All lines from the opening of the entries below through the line containing "anything was submitted" must be output exactly as they appear, with no other lines.

[Stored data]
§ §
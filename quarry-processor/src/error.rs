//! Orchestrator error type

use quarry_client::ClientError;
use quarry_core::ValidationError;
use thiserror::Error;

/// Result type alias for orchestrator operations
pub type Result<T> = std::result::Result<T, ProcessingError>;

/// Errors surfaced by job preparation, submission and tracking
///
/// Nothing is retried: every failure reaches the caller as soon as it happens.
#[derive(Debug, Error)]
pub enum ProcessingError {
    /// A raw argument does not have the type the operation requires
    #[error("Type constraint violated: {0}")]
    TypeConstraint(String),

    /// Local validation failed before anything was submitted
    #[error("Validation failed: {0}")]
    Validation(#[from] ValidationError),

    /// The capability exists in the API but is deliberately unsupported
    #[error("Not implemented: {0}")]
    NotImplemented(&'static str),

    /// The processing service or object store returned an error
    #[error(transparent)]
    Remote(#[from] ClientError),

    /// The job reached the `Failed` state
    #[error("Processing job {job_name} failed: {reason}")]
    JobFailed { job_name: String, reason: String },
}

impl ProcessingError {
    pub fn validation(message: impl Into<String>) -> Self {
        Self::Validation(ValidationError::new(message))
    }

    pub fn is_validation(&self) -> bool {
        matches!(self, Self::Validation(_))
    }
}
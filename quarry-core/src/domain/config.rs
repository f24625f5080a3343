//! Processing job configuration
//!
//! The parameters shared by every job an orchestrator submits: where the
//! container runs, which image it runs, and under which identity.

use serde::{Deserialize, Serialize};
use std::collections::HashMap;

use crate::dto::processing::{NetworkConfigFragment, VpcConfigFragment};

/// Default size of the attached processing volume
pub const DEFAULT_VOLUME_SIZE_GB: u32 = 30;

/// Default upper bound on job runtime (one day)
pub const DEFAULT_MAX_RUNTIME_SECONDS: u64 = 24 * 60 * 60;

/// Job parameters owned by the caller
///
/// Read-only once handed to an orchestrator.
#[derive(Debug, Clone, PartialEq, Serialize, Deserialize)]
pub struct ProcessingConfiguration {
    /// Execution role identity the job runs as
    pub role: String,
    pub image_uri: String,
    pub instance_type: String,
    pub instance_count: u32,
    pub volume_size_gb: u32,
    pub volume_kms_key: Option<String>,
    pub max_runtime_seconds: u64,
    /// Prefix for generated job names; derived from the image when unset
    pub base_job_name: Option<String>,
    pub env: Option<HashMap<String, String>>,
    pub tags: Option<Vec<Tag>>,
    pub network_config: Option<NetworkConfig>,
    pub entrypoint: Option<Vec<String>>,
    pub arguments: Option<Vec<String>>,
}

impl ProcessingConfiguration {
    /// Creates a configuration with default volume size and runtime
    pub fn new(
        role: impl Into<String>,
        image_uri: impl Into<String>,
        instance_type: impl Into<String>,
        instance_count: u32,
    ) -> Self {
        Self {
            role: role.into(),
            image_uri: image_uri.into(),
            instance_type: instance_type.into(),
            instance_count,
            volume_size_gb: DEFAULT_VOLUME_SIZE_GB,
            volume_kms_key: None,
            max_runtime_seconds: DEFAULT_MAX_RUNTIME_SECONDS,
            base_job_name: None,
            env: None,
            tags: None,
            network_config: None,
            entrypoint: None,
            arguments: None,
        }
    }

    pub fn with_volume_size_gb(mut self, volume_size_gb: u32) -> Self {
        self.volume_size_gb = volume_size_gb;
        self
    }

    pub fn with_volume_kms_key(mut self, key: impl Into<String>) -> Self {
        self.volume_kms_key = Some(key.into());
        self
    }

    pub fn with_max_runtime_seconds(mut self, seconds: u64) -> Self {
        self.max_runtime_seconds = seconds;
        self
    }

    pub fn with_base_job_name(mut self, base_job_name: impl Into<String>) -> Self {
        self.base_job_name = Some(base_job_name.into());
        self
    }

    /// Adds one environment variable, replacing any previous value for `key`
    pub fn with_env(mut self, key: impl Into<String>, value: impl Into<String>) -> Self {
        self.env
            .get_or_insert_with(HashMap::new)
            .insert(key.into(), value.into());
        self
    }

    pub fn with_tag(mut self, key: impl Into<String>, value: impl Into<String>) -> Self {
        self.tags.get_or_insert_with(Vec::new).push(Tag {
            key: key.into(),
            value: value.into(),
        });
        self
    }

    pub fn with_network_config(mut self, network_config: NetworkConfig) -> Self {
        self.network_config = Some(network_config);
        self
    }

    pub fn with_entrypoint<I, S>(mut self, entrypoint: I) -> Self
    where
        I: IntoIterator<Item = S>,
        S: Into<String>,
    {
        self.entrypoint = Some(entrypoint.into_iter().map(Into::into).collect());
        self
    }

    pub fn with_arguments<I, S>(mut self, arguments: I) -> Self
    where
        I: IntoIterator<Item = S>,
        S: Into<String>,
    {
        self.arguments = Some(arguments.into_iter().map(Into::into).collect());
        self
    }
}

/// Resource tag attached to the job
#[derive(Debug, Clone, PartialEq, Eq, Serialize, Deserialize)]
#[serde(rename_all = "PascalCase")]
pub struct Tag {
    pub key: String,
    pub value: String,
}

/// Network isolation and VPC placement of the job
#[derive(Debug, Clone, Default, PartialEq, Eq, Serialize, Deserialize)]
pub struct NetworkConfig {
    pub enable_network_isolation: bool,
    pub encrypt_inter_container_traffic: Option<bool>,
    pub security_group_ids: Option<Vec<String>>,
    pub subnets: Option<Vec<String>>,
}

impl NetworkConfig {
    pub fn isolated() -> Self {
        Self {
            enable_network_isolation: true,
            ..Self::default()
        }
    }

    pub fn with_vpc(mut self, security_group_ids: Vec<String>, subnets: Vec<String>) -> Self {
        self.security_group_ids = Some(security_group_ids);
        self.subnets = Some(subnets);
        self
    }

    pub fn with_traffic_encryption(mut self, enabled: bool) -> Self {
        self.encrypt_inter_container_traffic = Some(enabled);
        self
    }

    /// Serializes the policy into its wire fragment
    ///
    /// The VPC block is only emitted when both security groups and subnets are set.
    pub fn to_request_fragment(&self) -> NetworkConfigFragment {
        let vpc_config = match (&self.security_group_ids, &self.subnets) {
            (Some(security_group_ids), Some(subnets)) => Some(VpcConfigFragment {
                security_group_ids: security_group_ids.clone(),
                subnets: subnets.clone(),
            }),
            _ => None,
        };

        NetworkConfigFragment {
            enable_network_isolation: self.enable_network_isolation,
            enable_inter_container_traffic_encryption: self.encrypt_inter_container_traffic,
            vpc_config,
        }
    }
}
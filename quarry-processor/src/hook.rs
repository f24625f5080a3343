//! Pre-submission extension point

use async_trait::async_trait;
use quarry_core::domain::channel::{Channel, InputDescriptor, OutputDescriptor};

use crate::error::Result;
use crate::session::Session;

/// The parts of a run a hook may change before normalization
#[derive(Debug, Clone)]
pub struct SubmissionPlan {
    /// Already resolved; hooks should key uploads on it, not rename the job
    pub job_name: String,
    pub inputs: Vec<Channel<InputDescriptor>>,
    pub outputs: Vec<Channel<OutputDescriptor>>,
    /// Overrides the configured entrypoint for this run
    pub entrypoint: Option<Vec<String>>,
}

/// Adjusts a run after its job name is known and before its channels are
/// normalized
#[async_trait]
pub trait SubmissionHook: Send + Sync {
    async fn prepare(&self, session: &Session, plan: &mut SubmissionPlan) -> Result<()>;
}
§ §
## Reply
filename quarry-processor/src/error.rs
//! Orchestrator error type

use quarry_client::ClientError;
use quarry_core::ValidationError;
use thiserror::Error;

/// Result type alias for orchestrator operations
pub type Result<T> = std::result::Result<T, ProcessingError>;

/// Errors surfaced by job preparation, submission and tracking
///
/// Nothing is retried: every failure reaches the caller as soon as it happens.
#[derive(Debug, Error)]
pub enum ProcessingError {
    /// A raw argument does not have the type the operation requires
    #[error("Type constraint violated: {0}")]
    TypeConstraint(String),

    /// Local validation failed before anything was submitted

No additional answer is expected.